Pero su rostro dictó que era muy triste; que era desdichada e indiferente a lo que yo le pidiera, que no tenía la energía de la preparatoria para esto; que necesitaba que la cargaran, que la cuidaran. Hice lo mejor por entenderlo y pude haberme mudado con ella, pero no podíamos ser una novia abandonada y una madrina que le reproche no moverse por sí misma, por el pináculo de su felicidad con Miguel.
Un año pasó y la vi, madura; reacia a que se le acercaran y ajena a la diversión, a pasar un buen rato sin considerarlo todo. Ella prefirió el regalo de la soledad para conocerse, y a mi modo también lo preferí para ser una mejor amiga y una mejor persona.
En las terapias, allí fue cuando noté que regresaba la niña fresa que detesté en secundaria y a quien amé. La que escribía mis discursos para la clase en las asambleas pues, de las dos, era quien tenía mejor dominio con la palabra y el público. La que sacaba de su bolsillo para darle a un vagabundo, a un niño sin protección y el estómago vacío, en nuestros días de mochileras. La que rebajaba un vestido, con tal de dar, de ver un rostro feliz por verse como siempre soñó. Y supongo -siempre una suposición- que Leitan tuvo que ver con el resto.
Como con la cara de hoy: despreocupada, segura, capaz y perseverante. De casi bailar un vals al cruzar el taller; de sonreír a lo mínimo que lo recuerde; de sumirse en el corte de un diseño y suspirar.

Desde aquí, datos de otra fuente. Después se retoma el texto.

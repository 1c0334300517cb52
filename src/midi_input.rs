use crate::channel_batch::{Channel, DmxValue};
use lazy_static::lazy_static;
use regex::Regex;
use serde::{Deserialize, Serialize};

#[cfg(feature = "midi")]
pub use self::connection::{connect_mappings, get_input, get_inputs, ThreadReference};

#[derive(Serialize, Deserialize, Debug, Clone, PartialEq, Eq)]
pub struct MidiMapping {
    pub port: String,
    // 1-16, as printed on the hardware
    pub midi_channel: u8,
    pub cc: u8,
    pub dmx_channel: Channel,
    #[serde(default)]
    pub min: DmxValue,
    #[serde(default = "full_scale")]
    pub max: DmxValue,
}

fn full_scale() -> DmxValue {
    255
}

impl MidiMapping {
    pub fn status_byte(&self) -> u8 {
        176 - 1 + self.midi_channel.max(1).min(16)
    }

    pub fn is_on_port(&self, port_name: &str) -> bool {
        normalize_port_name(&self.port) == normalize_port_name(port_name)
    }

    pub fn apply(&self, message: &[u8]) -> Option<(Channel, DmxValue)> {
        if message.len() == 3 && message[0] == self.status_byte() && message[1] == self.cc {
            Some((self.dmx_channel, scale_cc(message[2], self.min, self.max)))
        } else {
            None
        }
    }
}

pub fn scale_cc(value: u8, min: DmxValue, max: DmxValue) -> DmxValue {
    let f_value = mask7(value) as f64 / 127.0;
    let scaled = min as f64 + f_value * (max as f64 - min as f64);
    scaled.round().max(0.0).min(255.0) as DmxValue
}

/// 7 bit mask
#[inline(always)]
pub fn mask7(input: u8) -> u8 {
    input & 0b01111111
}

// strips the client index prefix and "20:0" style suffix some backends add
pub fn normalize_port_name(name: &str) -> String {
    lazy_static! {
        static ref RE: Regex = Regex::new(r"^([0-9]- )?(.+?)( [0-9]+:[0-9]+)?$").unwrap();
    }
    RE.replace(name, "${2}").into_owned()
}

#[cfg_attr(not(feature = "midi"), allow(dead_code))]
#[derive(Debug, PartialEq, Eq)]
enum PortChange {
    Connect(usize),
    Disconnect,
    Keep,
}

// decided from the live connection, not the last port seen, so a refused
// connect is tried again while the port stays visible
#[cfg_attr(not(feature = "midi"), allow(dead_code))]
fn port_change(connected: bool, port: Option<usize>) -> PortChange {
    match (connected, port) {
        (false, Some(index)) => PortChange::Connect(index),
        (true, None) => PortChange::Disconnect,
        _ => PortChange::Keep,
    }
}

#[cfg(feature = "midi")]
mod connection {
    use super::{normalize_port_name, port_change, MidiMapping, PortChange};
    use crate::error::{Error, Result};
    use crate::shared_output::SharedDmxOutput;
    use midir::{MidiInput, MidiInputConnection};
    use std::collections::HashMap;
    use std::sync::atomic::{AtomicBool, Ordering};
    use std::sync::{mpsc, Arc};
    use std::thread;
    use std::time::Duration;
    use tracing::{info, warn};

    const APP_NAME: &str = "DMX Batcher";

    pub struct ThreadReference {
        alive: Arc<AtomicBool>,
    }

    impl Drop for ThreadReference {
        fn drop(&mut self) {
            self.alive.store(false, Ordering::Relaxed);
        }
    }

    struct MidiInputMessage {
        stamp: u64,
        data: Vec<u8>,
    }

    // Keeps trying to (re)connect to the named port once a second for as
    // long as the returned reference is held.
    pub fn get_input<F>(port_name: &str, callback: F) -> ThreadReference
    where
        F: FnMut(u64, &[u8]) + Send + 'static,
    {
        let port_name_notify = String::from(port_name);
        let (tx, rx) = mpsc::channel::<MidiInputMessage>();
        let alive = Arc::new(AtomicBool::new(true));
        let alive_reconnect = Arc::clone(&alive);

        thread::spawn(move || {
            let mut callback = callback;
            for msg in rx {
                callback(msg.stamp, &msg.data)
            }
        });

        thread::spawn(move || {
            let mut current_input: Option<MidiInputConnection<()>> = None;
            while alive_reconnect.load(Ordering::Relaxed) {
                let input = match MidiInput::new(APP_NAME) {
                    Ok(input) => input,
                    Err(err) => {
                        warn!(error = %err, "could not open midi input client");
                        thread::sleep(Duration::from_secs(1));
                        continue;
                    }
                };
                let current_port = get_input_port_index(&input, &port_name_notify);
                match port_change(current_input.is_some(), current_port) {
                    PortChange::Connect(index) => {
                        let tx_input = tx.clone();
                        let connected = input.connect(
                            index,
                            &port_name_notify,
                            move |stamp, msg, _| {
                                let _ = tx_input.send(MidiInputMessage {
                                    stamp,
                                    data: Vec::from(msg),
                                });
                            },
                            (),
                        );
                        // a failed connect leaves us disconnected, retried next pass
                        current_input = match connected {
                            Ok(connection) => {
                                info!(port = %port_name_notify, "midi input connected");
                                Some(connection)
                            }
                            Err(err) => {
                                warn!(port = %port_name_notify, error = %err, "midi input connect failed");
                                None
                            }
                        };
                    }
                    PortChange::Disconnect => {
                        if let Some(current_input) = current_input.take() {
                            current_input.close();
                        }
                        info!(port = %port_name_notify, "midi input disconnected");
                    }
                    PortChange::Keep => (),
                }
                thread::sleep(Duration::from_secs(1));
            }
        });

        ThreadReference { alive }
    }

    pub fn get_inputs() -> Result<Vec<String>> {
        let input = MidiInput::new(APP_NAME).map_err(|err| Error::Midi(err.to_string()))?;
        let mut result = Vec::new();
        for i in 0..input.port_count() {
            let name = input
                .port_name(i)
                .map_err(|err| Error::Midi(err.to_string()))?;
            result.push(normalize_port_name(&name));
        }
        Ok(result)
    }

    // one input per distinct port, each feeding every mapping on that port
    pub fn connect_mappings(
        mappings: &[MidiMapping],
        output: &SharedDmxOutput,
    ) -> Vec<ThreadReference> {
        let mut by_port: HashMap<String, Vec<MidiMapping>> = HashMap::new();
        for mapping in mappings {
            by_port
                .entry(normalize_port_name(&mapping.port))
                .or_insert_with(Vec::new)
                .push(mapping.clone());
        }

        by_port
            .into_iter()
            .map(|(port, port_mappings)| {
                let output = output.clone();
                get_input(&port, move |_stamp, message| {
                    for mapping in &port_mappings {
                        if let Some((channel, value)) = mapping.apply(message) {
                            if let Err(err) = output.queue_update(channel, value) {
                                warn!(error = %err, "dropping midi update");
                            }
                        }
                    }
                })
            })
            .collect()
    }

    fn get_input_port_index(input: &MidiInput, name: &str) -> Option<usize> {
        let normalized_name = normalize_port_name(name);
        for i in 0..input.port_count() {
            if let Ok(ref name) = input.port_name(i) {
                if normalize_port_name(name) == normalized_name {
                    return Some(i);
                }
            }
        }
        None
    }
}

De pronto, al estudiarla, me da una punzada en el centro del pecho. Tengo que correr la vista y quedarme en un vaso con mis lápices favoritos, contando cuántos son. Siete. Un número impar. Como impar es esta sensación.
—¿Les gustaría ir a casa a cenar? —pregunta ella, dándome la espalda, revisando que cada costura esté en su justo lugar.
Sonrío porque ya la llame su casa.
—¿Para presumir?
Se voltea, ampliando sus ojos y negando.
—Que va —arruga su nariz en una mueca inocente—. Para acostumbrarme a que estés con uno de mis gemelos. Aun no lo supero.
—Ajá.
—¿Entonces sí?
Chaquee mis dientes, presagio de malas noticias.
—No, Mony.
Recibe la negativa y cuando siento que va a hablar, se calla, mostrando la sapiencia del porqué. Aleja sus manos de la tela hecha vestido y se sienta en mi escritorio, de costado, con una mano apoyada en él.
—No salió muy bien.
—Define ‹‹muy bien›› —explayo mis brazos, recargando las manos tras mi nuca—. Yo digo que salió mejor de lo que esperaba, y no esperaba.
Monilley aguarda tras la incomodidad del silencio. Tan emocionada como yo de hablar del tema.
—¿No estás haciendo grande algo pequeño? —pregunta modulando su voz de niña bien; me quedo con ella, a punto de replicar—. Leitan...
—Leitan te dijo, y tu hiciste lo que creíste correcto para ti. La comparación es frívola, Monilley. Toda esa porquería de la preocupación no me la trago.
—Aunque es verdad.
Me acerco, recargando las manos en el borde del escritorio.
—¡No se disculpó!
Da un suspiro tan sonoro que me planteo si estoy siendo insoportable.
—¿Y por qué se va a disculpar si no siente culpa?
—Eso ya lo sé —digo pedante—, pero me molesta. Me molesta que esté claro en lo que siente y piensa y yo no. Quizá —de un golpe, recargo mi espalda en la silla—, sea demasiado vieja para estas tonterías y que me sienta más dolida por el hecho de no ser oida y lo poco o nada que a él le interese, sea mas tonto. ¡Soy tonta!
Mony toca mi brazo, en confort.
—No lo eres.
Le saqué la lengua, provocando a risas.
—Ya —río también—. Qué consuelo.
—¿Y en qué quedaron?
Inchuflo diversión al decir:
—Él por su lado, yo por el mío y a ver quién gana. —La mirada que me da del sufrimiento que eso predice, no impide que zanje—: Pero te juro que no seré quien pierda, así me congratule como la más orgullosa.